__RECORDS FOR THIS EXERCISE__.
//! Configuration file handling

use serde::Deserialize;
use std::path::{Path, PathBuf};
use std::time::Duration;

use super::paths::config_path;
use super::{Error, Result};

/// Main configuration structure
#[derive(Debug, Deserialize)]
pub struct Config {
    /// Locations of the external programs the harness drives
    #[serde(default)]
    pub binaries: Binaries,

    /// Polling and shutdown timings
    #[serde(default)]
    pub timeouts: Timeouts,

    /// Namespace and link naming
    #[serde(default)]
    pub namespace: NamespaceConfig,

    /// Directory holding the `test_*` scenario directories
    #[serde(default = "default_testcases")]
    pub testcases: PathBuf,
}

/// External programs
#[derive(Debug, Deserialize, Clone)]
pub struct Binaries {
    /// Control-bus daemon (ubusd)
    #[serde(default = "default_control_daemon")]
    pub control_daemon: PathBuf,

    /// Control-bus client (ubus)
    #[serde(default = "default_control_client")]
    pub control_client: PathBuf,

    /// DHCP server
    #[serde(default = "default_dhcp_server")]
    pub dhcp_server: PathBuf,

    /// The daemon under test (netifd)
    #[serde(default = "default_daemon")]
    pub daemon: PathBuf,

    /// iproute2 `ip`, used for introspection and the namespace exec wrapper
    #[serde(default = "default_ip")]
    pub ip: PathBuf,

    /// Shell spawned by `--shell`
    #[serde(default = "default_shell")]
    pub shell: PathBuf,
}

impl Default for Binaries {
    fn default() -> Self {
        Self {
            control_daemon: default_control_daemon(),
            control_client: default_control_client(),
            dhcp_server: default_dhcp_server(),
            daemon: default_daemon(),
            ip: default_ip(),
            shell: default_shell(),
        }
    }
}

fn default_control_daemon() -> PathBuf {
    PathBuf::from("/opt/netifd/sbin/ubusd")
}
fn default_control_client() -> PathBuf {
    PathBuf::from("/opt/netifd/bin/ubus")
}
fn default_dhcp_server() -> PathBuf {
    PathBuf::from("/usr/sbin/dhcpd")
}
fn default_daemon() -> PathBuf {
    PathBuf::from("/opt/netifd/sbin/netifd")
}
fn default_ip() -> PathBuf {
    PathBuf::from("ip")
}
fn default_shell() -> PathBuf {
    PathBuf::from("bash")
}

/// Timeout settings in milliseconds
#[derive(Debug, Deserialize, Clone)]
pub struct Timeouts {
    /// Sleep between readiness polls
    #[serde(default = "default_poll_interval")]
    pub poll_interval_ms: u64,

    /// Deadline for the control bus to answer `list`
    #[serde(default = "default_control_ready")]
    pub control_ready_ms: u64,

    /// Deadline for all `waitfor` interfaces to report up
    #[serde(default = "default_interfaces_up")]
    pub interfaces_up_ms: u64,

    /// Time a process gets to exit after SIGTERM before it is killed
    #[serde(default = "default_process_grace")]
    pub process_grace_ms: u64,
}

impl Default for Timeouts {
    fn default() -> Self {
        Self {
            poll_interval_ms: default_poll_interval(),
            control_ready_ms: default_control_ready(),
            interfaces_up_ms: default_interfaces_up(),
            process_grace_ms: default_process_grace(),
        }
    }
}

impl Timeouts {
    pub fn poll_interval(&self) -> Duration {
        Duration::from_millis(self.poll_interval_ms)
    }

    pub fn control_ready(&self) -> Duration {
        Duration::from_millis(self.control_ready_ms)
    }

    pub fn interfaces_up(&self) -> Duration {
        Duration::from_millis(self.interfaces_up_ms)
    }

    pub fn process_grace(&self) -> Duration {
        Duration::from_millis(self.process_grace_ms)
    }
}

fn default_poll_interval() -> u64 {
    500
}
fn default_control_ready() -> u64 {
    1_000
}
fn default_interfaces_up() -> u64 {
    15_000
}
fn default_process_grace() -> u64 {
    3_000
}

/// Namespace and link naming
#[derive(Debug, Deserialize, Clone)]
pub struct NamespaceConfig {
    /// Name of the isolated network namespace
    #[serde(default = "default_ns_name")]
    pub name: String,

    /// Prefix for the host end of every veth pair
    #[serde(default = "default_host_prefix")]
    pub host_prefix: String,

    /// Interface name of the primary link inside the namespace
    #[serde(default = "default_primary_interface")]
    pub primary_interface: String,

    /// MAC address assigned to the namespace end of the primary link
    #[serde(default = "default_primary_mac")]
    pub primary_mac: Option<String>,
}

impl Default for NamespaceConfig {
    fn default() -> Self {
        Self {
            name: default_ns_name(),
            host_prefix: default_host_prefix(),
            primary_interface: default_primary_interface(),
            primary_mac: default_primary_mac(),
        }
    }
}

impl NamespaceConfig {
    /// Name of the host end of the veth pair leading to `interface`
    pub fn host_link(&self, interface: &str) -> String {
        format!("{}{}", self.host_prefix, interface)
    }
}

fn default_ns_name() -> String {
    "test".to_string()
}
fn default_host_prefix() -> String {
    "netifd_".to_string()
}
fn default_primary_interface() -> String {
    "eth0".to_string()
}
fn default_primary_mac() -> Option<String> {
    Some("02:eb:eb:eb:eb:eb".to_string())
}
fn default_testcases() -> PathBuf {
    PathBuf::from("testcases")
}

impl Config {
    /// Load configuration
    ///
    /// An explicitly given path must exist. Without one, the default config
    /// file is used if present and built-in defaults otherwise.
    pub fn load(explicit: Option<&Path>) -> Result<Self> {
        match explicit {
            Some(path) => Self::load_from(path),
            None => match config_path() {
                Some(path) if path.exists() => Self::load_from(&path),
                _ => Ok(Self::default()),
            },
        }
    }

    fn load_from(path: &Path) -> Result<Self> {
        let content =
            std::fs::read_to_string(path).map_err(|e| Error::file_read(path, e))?;
        toml::from_str(&content).map_err(|e| Error::ConfigParse(e.to_string()))
    }

    /// Resolve a configured program to an executable path
    ///
    /// Bare names are searched in PATH; paths are taken as given.
    pub fn resolve_binary(&self, program: &Path) -> Result<PathBuf> {
        if program.components().count() > 1 {
            return Ok(program.to_path_buf());
        }
        which::which(program).map_err(|e| {
            Error::Config(format!("Program '{}' not found: {}", program.display(), e))
        })
    }
}

impl Default for Config {
    fn default() -> Self {
        Self {
            binaries: Binaries::default(),
            timeouts: Timeouts::default(),
            namespace: NamespaceConfig::default(),
            testcases: default_testcases(),
        }
    }
}

#[cfg(test)]
mod tests {
    use super::*;

    #[test]
    fn test_default_timings() {
        let config = Config::default();
        assert_eq!(config.timeouts.poll_interval(), Duration::from_millis(500));
        assert_eq!(config.timeouts.control_ready(), Duration::from_secs(1));
        assert_eq!(config.timeouts.interfaces_up(), Duration::from_secs(15));
        assert_eq!(config.timeouts.process_grace(), Duration::from_secs(3));
        assert_eq!(config.namespace.host_link("eth0"), "netifd_eth0");
    }

    #[test]
    fn test_partial_file_keeps_defaults() {
        let config: Config = toml::from_str(
            r#"
testcases = "/srv/cases"

[binaries]
daemon = "/usr/local/sbin/netifd"

[timeouts]
interfaces_up_ms = 30000
"#,
        )
        .unwrap();
        assert_eq!(config.testcases, PathBuf::from("/srv/cases"));
        assert_eq!(config.binaries.daemon, PathBuf::from("/usr/local/sbin/netifd"));
        assert_eq!(config.binaries.dhcp_server, PathBuf::from("/usr/sbin/dhcpd"));
        assert_eq!(config.timeouts.interfaces_up_ms, 30_000);
        assert_eq!(config.timeouts.poll_interval_ms, 500);
        assert_eq!(config.namespace.name, "test");
    }

    #[test]
    fn test_explicit_missing_file_is_error() {
        let dir = tempfile::tempdir().unwrap();
        let result = Config::load(Some(&dir.path().join("nope.toml")));
        assert!(matches!(result, Err(Error::FileRead { .. })));
    }

    #[test]
    fn test_resolve_binary_keeps_paths() {
        let config = Config::default();
        let resolved = config.resolve_binary(Path::new("/opt/x/bin/ubus")).unwrap();
        assert_eq!(resolved, PathBuf::from("/opt/x/bin/ubus"));
    }
}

__EXERCISE DETAILS__. For the word "programs", find every line in the data that holds it and copy that line.

__YOUR RESPONSE__.
    /// Locations of the external programs the harness drives
/// External programs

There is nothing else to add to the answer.